What you have to do: Among the records below, find the lines with the word "BackgroundType" and copy them.
[Opening Recorded information section]
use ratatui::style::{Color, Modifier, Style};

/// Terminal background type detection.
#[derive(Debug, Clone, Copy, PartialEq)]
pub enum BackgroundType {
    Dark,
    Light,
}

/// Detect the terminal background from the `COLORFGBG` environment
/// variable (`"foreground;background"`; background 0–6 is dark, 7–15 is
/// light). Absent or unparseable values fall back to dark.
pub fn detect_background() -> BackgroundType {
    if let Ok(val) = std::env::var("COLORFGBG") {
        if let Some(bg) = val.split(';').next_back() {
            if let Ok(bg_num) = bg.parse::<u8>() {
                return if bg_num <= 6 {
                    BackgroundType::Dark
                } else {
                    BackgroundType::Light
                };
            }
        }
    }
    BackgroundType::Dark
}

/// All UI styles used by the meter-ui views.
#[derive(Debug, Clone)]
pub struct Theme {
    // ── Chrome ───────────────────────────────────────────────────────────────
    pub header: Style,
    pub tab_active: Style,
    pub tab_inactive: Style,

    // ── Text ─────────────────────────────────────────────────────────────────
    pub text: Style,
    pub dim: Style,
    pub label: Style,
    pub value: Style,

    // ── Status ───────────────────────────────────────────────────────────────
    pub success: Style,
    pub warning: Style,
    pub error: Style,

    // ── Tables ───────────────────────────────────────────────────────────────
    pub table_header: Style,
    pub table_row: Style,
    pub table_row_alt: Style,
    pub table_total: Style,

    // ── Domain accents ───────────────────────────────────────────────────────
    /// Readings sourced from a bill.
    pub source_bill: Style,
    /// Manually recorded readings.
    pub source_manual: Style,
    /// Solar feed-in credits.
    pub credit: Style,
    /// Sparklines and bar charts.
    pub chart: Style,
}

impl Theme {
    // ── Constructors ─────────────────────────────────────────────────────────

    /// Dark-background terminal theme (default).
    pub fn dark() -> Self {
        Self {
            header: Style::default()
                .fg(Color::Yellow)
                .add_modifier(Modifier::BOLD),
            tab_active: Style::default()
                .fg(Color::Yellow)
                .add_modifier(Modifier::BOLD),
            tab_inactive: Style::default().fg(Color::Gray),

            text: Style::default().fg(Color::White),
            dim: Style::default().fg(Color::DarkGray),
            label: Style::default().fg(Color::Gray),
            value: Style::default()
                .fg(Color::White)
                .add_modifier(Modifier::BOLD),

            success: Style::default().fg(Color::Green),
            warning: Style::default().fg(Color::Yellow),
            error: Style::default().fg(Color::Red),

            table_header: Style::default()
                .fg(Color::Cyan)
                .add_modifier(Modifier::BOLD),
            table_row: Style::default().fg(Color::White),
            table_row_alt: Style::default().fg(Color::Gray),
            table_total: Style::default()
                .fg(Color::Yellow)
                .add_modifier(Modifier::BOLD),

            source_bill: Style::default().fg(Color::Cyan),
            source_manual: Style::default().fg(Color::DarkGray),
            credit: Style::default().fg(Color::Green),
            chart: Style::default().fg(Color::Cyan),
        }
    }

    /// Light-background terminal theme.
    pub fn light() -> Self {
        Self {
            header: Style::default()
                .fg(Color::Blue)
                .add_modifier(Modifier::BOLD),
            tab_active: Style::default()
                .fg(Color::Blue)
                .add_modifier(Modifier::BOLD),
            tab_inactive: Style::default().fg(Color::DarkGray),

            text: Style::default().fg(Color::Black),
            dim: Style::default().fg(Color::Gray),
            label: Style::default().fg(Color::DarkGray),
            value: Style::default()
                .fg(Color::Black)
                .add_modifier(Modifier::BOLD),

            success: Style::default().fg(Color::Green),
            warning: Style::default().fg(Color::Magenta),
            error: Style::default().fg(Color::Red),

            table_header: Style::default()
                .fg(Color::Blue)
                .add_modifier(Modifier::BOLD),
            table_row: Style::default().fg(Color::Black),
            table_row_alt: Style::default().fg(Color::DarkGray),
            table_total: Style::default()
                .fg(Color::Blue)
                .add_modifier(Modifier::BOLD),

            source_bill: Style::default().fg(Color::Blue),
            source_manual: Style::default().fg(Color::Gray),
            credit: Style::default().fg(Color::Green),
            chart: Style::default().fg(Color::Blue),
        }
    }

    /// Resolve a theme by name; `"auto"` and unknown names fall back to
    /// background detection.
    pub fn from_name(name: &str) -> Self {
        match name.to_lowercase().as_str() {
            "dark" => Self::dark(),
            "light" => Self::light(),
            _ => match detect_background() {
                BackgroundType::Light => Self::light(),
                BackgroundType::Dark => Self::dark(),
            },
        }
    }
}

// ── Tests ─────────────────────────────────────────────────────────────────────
[Closing Recorded information section]
Written answer:
pub enum BackgroundType {
pub fn detect_background() -> BackgroundType {
                    BackgroundType::Dark
                    BackgroundType::Light
    BackgroundType::Dark
                BackgroundType::Light => Self::light(),
                BackgroundType::Dark => Self::dark(),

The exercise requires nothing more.